Business
Kenya Opens KPC to Public Ownership in Historic NSE e-IPO
The IPO includes an Employee Share Ownership Plan, with five percent of the offer shares reserved for eligible KPC staff, allowing workers to acquire a direct stake in the company’s future performance.
Nairobi, January 19, 2026 — Kenya has formally opened one of its most strategic state assets to public ownership after the National Treasury on Monday launched the Kenya Pipeline Company (KPC) Initial Public Offering at the Nairobi Securities Exchange, marking the largest IPO in the country’s history and the first to be conducted electronically.
Under the offer, the Government is selling 65 percent of KPC’s 11.8 billion issued ordinary shares at Sh9 per share, a move that will significantly dilute state ownership in the petroleum transporter and usher the company into the public markets for the first time.
The offer period runs from January 19 to February 19, with trading of KPC shares expected to begin on March 9, subject to regulatory clearances. The broader privatisation process is slated to conclude by the end of March.
Treasury Cabinet Secretary John Mbadi said the listing was a cornerstone of the government’s state-owned enterprise reform agenda, aimed at broadening citizen ownership while deepening capital markets.
“This IPO is about transforming a wholly state-owned enterprise into a people-owned company,” Mbadi said during the launch ceremony in Nairobi, adding that the transaction would strengthen both KPC and the Nairobi Securities Exchange.

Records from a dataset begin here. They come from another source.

//! The game state machine: move history, time travel and sort order.

use super::action::{Move, MoveError};
use super::contracts::{Contract, PlayContract};
use super::error::GameError;
use super::event::GameEvent;
use super::history::History;
use super::rules::{self, WinningLine};
use super::snapshot::GameSnapshot;
use super::sort_order::SortOrder;
use super::{Board, Player, Position};
use serde::{Deserialize, Serialize};
use tracing::{debug, info, instrument};

/// Tic-tac-toe game with a rewindable move history.
///
/// A `Game` owns the history and the move-list display order. Every
/// operation returns a fresh [`GameSnapshot`] for the view to render.
#[derive(Debug, Clone, PartialEq, Eq, Serialize, Deserialize)]
pub struct Game {
    history: History,
    sort_order: SortOrder,
}

impl Game {
    /// Creates a new game with the move list in ascending order.
    #[instrument]
    pub fn new() -> Self {
        Self::with_sort_order(SortOrder::default())
    }

    /// Creates a new game with the given move-list order.
    #[instrument]
    pub fn with_sort_order(sort_order: SortOrder) -> Self {
        Self {
            history: History::new(),
            sort_order,
        }
    }

    /// Returns the move history.
    pub fn history(&self) -> &History {
        &self.history
    }

    /// Returns the move-list order.
    pub fn sort_order(&self) -> SortOrder {
        self.sort_order
    }

    /// Returns the latest board.
    pub fn current_board(&self) -> &Board {
        self.history.current_board()
    }

    /// Returns the player whose mark goes next.
    pub fn to_move(&self) -> Player {
        self.history.to_move()
    }

    /// Returns the completed line on the latest board, if any.
    pub fn winning_line(&self) -> Option<WinningLine> {
        rules::winning_line(self.current_board())
    }

    /// Captures the current state for rendering.
    pub fn snapshot(&self) -> GameSnapshot {
        GameSnapshot::capture(&self.history, self.sort_order)
    }

    /// Places the next player's mark at `pos`.
    ///
    /// Contract enforcement:
    /// - Preconditions checked always
    /// - Postconditions checked in debug builds only
    ///
    /// # Errors
    ///
    /// Returns `MoveError::GameOver` if the latest board already has a
    /// winner, or `MoveError::SquareOccupied` if `pos` is taken. The game is
    /// unchanged on error.
    #[instrument(skip(self), fields(player = %self.to_move(), len = self.history.len()))]
    pub fn try_play(&mut self, pos: Position) -> Result<GameSnapshot, MoveError> {
        PlayContract::pre(&self.history, &pos)?;

        #[cfg(debug_assertions)]
        let before = self.history.clone();

        let player = self.to_move();
        let board = self.current_board().with_mark(pos, player);
        self.history.push(Move::new(board, pos));
        debug!(%player, position = pos.label(), "Move applied");

        #[cfg(debug_assertions)]
        if let Err(e) = PlayContract::post(&before, &self.history) {
            self.history = before;
            return Err(e);
        }

        if let Some(line) = self.winning_line() {
            info!(winner = %line.player(), cells = ?line.cells(), "Game won");
        } else if rules::is_full(self.current_board()) {
            info!("Game drawn");
        }

        Ok(self.snapshot())
    }

    /// Places the next player's mark at `pos`, ignoring illegal moves.
    ///
    /// Clicking a taken square or playing on after a win leaves the game
    /// unchanged; the returned snapshot then equals the previous one.
    #[instrument(skip(self))]
    pub fn play(&mut self, pos: Position) -> GameSnapshot {
        match self.try_play(pos) {
            Ok(snapshot) => snapshot,
            Err(e) => {
                debug!(error = %e, "Move ignored");
                self.snapshot()
            }
        }
    }

    /// Rewinds to history entry `index`, forgetting every later move.
    ///
    /// # Errors
    ///
    /// Returns `HistoryIndexOutOfRange` if `index` is not an existing entry.
    /// Views only offer indices taken from a snapshot, so this signals a
    /// caller bug.
    #[instrument(skip(self), fields(len = self.history.len()))]
    pub fn time_travel(&mut self, index: usize) -> Result<GameSnapshot, GameError> {
        self.history.truncate_to(index)?;
        info!(index, to_move = %self.to_move(), "Travelled back in time");
        Ok(self.snapshot())
    }

    /// Flips the move-list order. The history is untouched.
    #[instrument(skip(self), fields(from = ?self.sort_order))]
    pub fn toggle_sort_order(&mut self) -> GameSnapshot {
        self.sort_order = self.sort_order.toggled();
        debug!(sort_order = ?self.sort_order, "Sort order toggled");
        self.snapshot()
    }

    /// Routes a view event to its operation.
    ///
    /// # Errors
    ///
    /// Only `HistoryEntryClicked` can fail, see [`Game::time_travel`].
    #[instrument(skip(self))]
    pub fn dispatch(&mut self, event: GameEvent) -> Result<GameSnapshot, GameError> {
        match event {
            GameEvent::CellClicked(pos) => Ok(self.play(pos)),
            GameEvent::HistoryEntryClicked(index) => self.time_travel(index),
            GameEvent::SortToggleClicked => Ok(self.toggle_sort_order()),
        }
    }
}

impl Default for Game {
    fn default() -> Self {
        Self::new()
    }
}

#[cfg(test)]
mod tests {
    use super::*;
    use crate::Square;

    #[test]
    fn test_first_move_is_x() {
        let mut game = Game::new();
        let snapshot = game.play(Position::Center);
        assert_eq!(snapshot.board().get(Position::Center), Square::Occupied(Player::X));
        assert_eq!(*snapshot.to_move(), Player::O);
        assert_eq!(*snapshot.history_len(), 2);
    }

    #[test]
    fn test_try_play_reports_occupied() {
        let mut game = Game::new();
        game.play(Position::Center);
        assert_eq!(
            game.try_play(Position::Center),
            Err(MoveError::SquareOccupied(Position::Center))
        );
        assert_eq!(game.history().len(), 2);
    }

    #[test]
    fn test_play_on_occupied_is_silent() {
        let mut game = Game::new();
        let before = game.play(Position::Center);
        let after = game.play(Position::Center);
        assert_eq!(before, after);
    }

    #[cfg(debug_assertions)]
    #[test]
    fn test_postcondition_failure_restores_history() {
        use crate::invariants::fixtures::{forced, overwrite, played};

        let history = played(&[Position::Center]);
        let board = overwrite(&history, Position::Center, Player::X);
        let mut game = Game {
            history: forced(history, board, Position::Center),
            sort_order: SortOrder::Ascending,
        };
        let before = game.clone();

        assert!(matches!(
            game.try_play(Position::TopLeft),
            Err(MoveError::InvariantViolation(_))
        ));
        assert_eq!(game, before);
    }

    #[test]
    fn test_time_travel_out_of_range() {
        let mut game = Game::new();
        game.play(Position::Center);
        let before = game.clone();
        assert!(game.time_travel(2).is_err());
        assert_eq!(game, before);
    }

    #[test]
    fn test_dispatch_routes_events() {
        let mut game = Game::new();
        game.dispatch(GameEvent::CellClicked(Position::TopLeft))
            .expect("play never fails");
        game.dispatch(GameEvent::CellClicked(Position::Center))
            .expect("play never fails");
        let snapshot = game
            .dispatch(GameEvent::SortToggleClicked)
            .expect("toggle never fails");
        assert_eq!(*snapshot.sort_order(), SortOrder::Descending);

        let snapshot = game
            .dispatch(GameEvent::HistoryEntryClicked(1))
            .expect("index in range");
        assert_eq!(*snapshot.history_len(), 2);
        assert_eq!(*snapshot.to_move(), Player::O);
    }
}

The IPO includes an Employee Share Ownership Plan, with five percent of the offer shares reserved for eligible KPC staff, allowing workers to acquire a direct stake in the company’s future performance.
Privatisation Authority chairman Faisal Abass described the transaction as a test case for transparent and technology-driven privatisation, noting that the electronic structure was designed to widen access and improve governance.
KPC becomes the first company to list through an e-IPO at the NSE, coming at a time when the bourse has recorded renewed momentum, with market capitalisation surpassing Sh3 trillion late last year .
Proceeds from the sale will go directly to the Exchequer and form part of the government’s financing plan for the 2025/26 financial year. Treasury said the funds will support priority sectors including energy, roads, water and irrigation, airports, and broader fiscal consolidation efforts.
The offer is open to Kenyan retail and institutional investors, East African Community investors, oil marketing companies, KPC employees, and international investors, in line with capital markets regulations.
Founded in 1973, KPC operates more than 1,300 kilometres of petroleum pipelines and is central to Kenya’s fuel supply chain and regional energy trade. The company is among the country’s most profitable state corporations, reporting revenues of Sh38.6 billion and net profits of Sh10.37 billion for the year ended June 2025.
Upon completion of the IPO, KPC will transition from a state corporation to a publicly listed firm on the NSE’s Main Investment Market Segment, fundamentally reshaping ownership of a key national infrastructure asset.